• _REQUIREMENT_: From the data below, set down exactly the lines between the one holding "let (recipient, url)" and the one holding "job_kwargs, on_done, callback_kwargs)", inclusive, and no others.

━━ DATA SUPPLIED

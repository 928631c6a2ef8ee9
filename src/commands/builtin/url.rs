//! `url <username> <url>`: fetch a resource in the background and send its
//! size to another user.

use std::sync::Arc;

use async_trait::async_trait;
use serde_json::json;

use crate::commands::builtin::{
    deliver_result, display_value, other_user, require_online, user_and_arg,
};
use crate::commands::context::CommandContext;
use crate::commands::registry::Command;
use crate::error::CommandError;
use crate::worker::{JobHandler, Kwargs, callback};

pub struct UrlCommand {
    job: Arc<dyn JobHandler>,
}

impl UrlCommand {
    pub fn new(job: Arc<dyn JobHandler>) -> Self {
        Self { job }
    }
}

#[async_trait]
impl Command for UrlCommand {
    fn name(&self) -> &str {
        "url"
    }

    async fn execute(&self, ctx: Arc<dyn CommandContext>) -> Result<(), CommandError> {
        let (recipient, url) = user_and_arg(ctx.message(), "url")?;
        require_online(ctx.as_ref(), recipient).await?;

        let mut job_kwargs = Kwargs::new();
        job_kwargs.insert("url".to_string(), json!(url));
        let mut callback_kwargs = Kwargs::new();
        callback_kwargs.insert("other_user".to_string(), json!(recipient));

        let reply_ctx = Arc::clone(&ctx);
        let url_owned = url.to_string();
        let on_done = callback(move |result, kwargs| async move {
            let target = other_user(&kwargs)?;
            let text = format!("resource_size({url_owned}) = {}", display_value(&result));
            deliver_result(
                reply_ctx.as_ref(),
                &target,
                &text,
                "URL size is delivered to",
                "Cannot deliver url size to",
            )
            .await
        });

        ctx.run_in_background(Arc::clone(&self.job), job_kwargs, on_done, callback_kwargs)
            .await
            .map_err(|e| CommandError::Schedule {
                reason: e.to_string(),
            })
    }
}
//! Job descriptions, results and callbacks.

use std::fmt;
use std::future::Future;
use std::sync::Arc;

use async_trait::async_trait;
use futures::future::BoxFuture;
use serde_json::Value;
use uuid::Uuid;

use crate::error::{CallbackError, JobError};

/// Keyword arguments passed to job functions and callbacks.
pub type Kwargs = serde_json::Map<String, Value>;

/// A function that can be run as a background job.
#[async_trait]
pub trait JobHandler: Send + Sync {
    /// Name used in logs.
    fn name(&self) -> &str;

    /// Run the job with its keyword arguments.
    async fn run(&self, kwargs: &Kwargs) -> Result<Value, JobError>;
}

/// Identity of the worker that produced a result. Diagnostic only.
#[derive(Debug, Clone, Copy, PartialEq, Eq, Hash)]
pub struct WorkerId(pub usize);

impl fmt::Display for WorkerId {
    fn fmt(&self, f: &mut fmt::Formatter<'_>) -> fmt::Result {
        write!(f, "worker-{}", self.0)
    }
}

/// A unit of work on the shared job queue.
pub struct Job {
    pub id: Uuid,
    pub handler: Arc<dyn JobHandler>,
    pub kwargs: Kwargs,
}

impl fmt::Debug for Job {
    fn fmt(&self, f: &mut fmt::Formatter<'_>) -> fmt::Result {
        f.debug_struct("Job")
            .field("id", &self.id)
            .field("handler", &self.handler.name())
            .field("kwargs", &self.kwargs)
            .finish()
    }
}

/// Output of a successfully completed job.
#[derive(Debug, Clone)]
pub struct JobResult {
    pub job_id: Uuid,
    pub return_value: Value,
    pub worker: WorkerId,
}

/// Future returned by a callback.
pub type CallbackFuture = BoxFuture<'static, Result<(), CallbackError>>;

/// Callback invoked with a job's return value and its stored kwargs.
pub type CallbackFn = Box<dyn FnOnce(Value, Kwargs) -> CallbackFuture + Send>;

/// Wrap an async closure as a [`CallbackFn`].
pub fn callback<F, Fut>(f: F) -> CallbackFn
where
    F: FnOnce(Value, Kwargs) -> Fut + Send + 'static,
    Fut: Future<Output = Result<(), CallbackError>> + Send + 'static,
{
    Box::new(move |value, kwargs| Box::pin(f(value, kwargs)))
}

/// A pending callback in the correlation table.
pub struct CallbackEntry {
    pub func: CallbackFn,
    pub kwargs: Kwargs,
}

/// Read a required integer kwarg.
pub fn require_i64(kwargs: &Kwargs, key: &str, job: &str) -> Result<i64, JobError> {
    kwargs
        .get(key)
        .and_then(Value::as_i64)
        .ok_or_else(|| JobError::InvalidArgument {
            job: job.to_string(),
            reason: format!("missing integer argument '{key}'"),
        })
}

/// Read a required string kwarg.
pub fn require_str<'a>(kwargs: &'a Kwargs, key: &str, job: &str) -> Result<&'a str, JobError> {
    kwargs
        .get(key)
        .and_then(Value::as_str)
        .ok_or_else(|| JobError::InvalidArgument {
            job: job.to_string(),
            reason: format!("missing string argument '{key}'"),
        })
}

━━━━

• _ANSWER TO THE EXERCISE_:
        let (recipient, url) = user_and_arg(ctx.message(), "url")?;
        require_online(ctx.as_ref(), recipient).await?;

        let mut job_kwargs = Kwargs::new();
        job_kwargs.insert("url".to_string(), json!(url));
        let mut callback_kwargs = Kwargs::new();
        callback_kwargs.insert("other_user".to_string(), json!(recipient));

        let reply_ctx = Arc::clone(&ctx);
        let url_owned = url.to_string();
        let on_done = callback(move |result, kwargs| async move {
            let target = other_user(&kwargs)?;
            let text = format!("resource_size({url_owned}) = {}", display_value(&result));
            deliver_result(
                reply_ctx.as_ref(),
                &target,
                &text,
                "URL size is delivered to",
                "Cannot deliver url size to",
            )
            .await
        });

        ctx.run_in_background(Arc::clone(&self.job), job_kwargs, on_done, callback_kwargs)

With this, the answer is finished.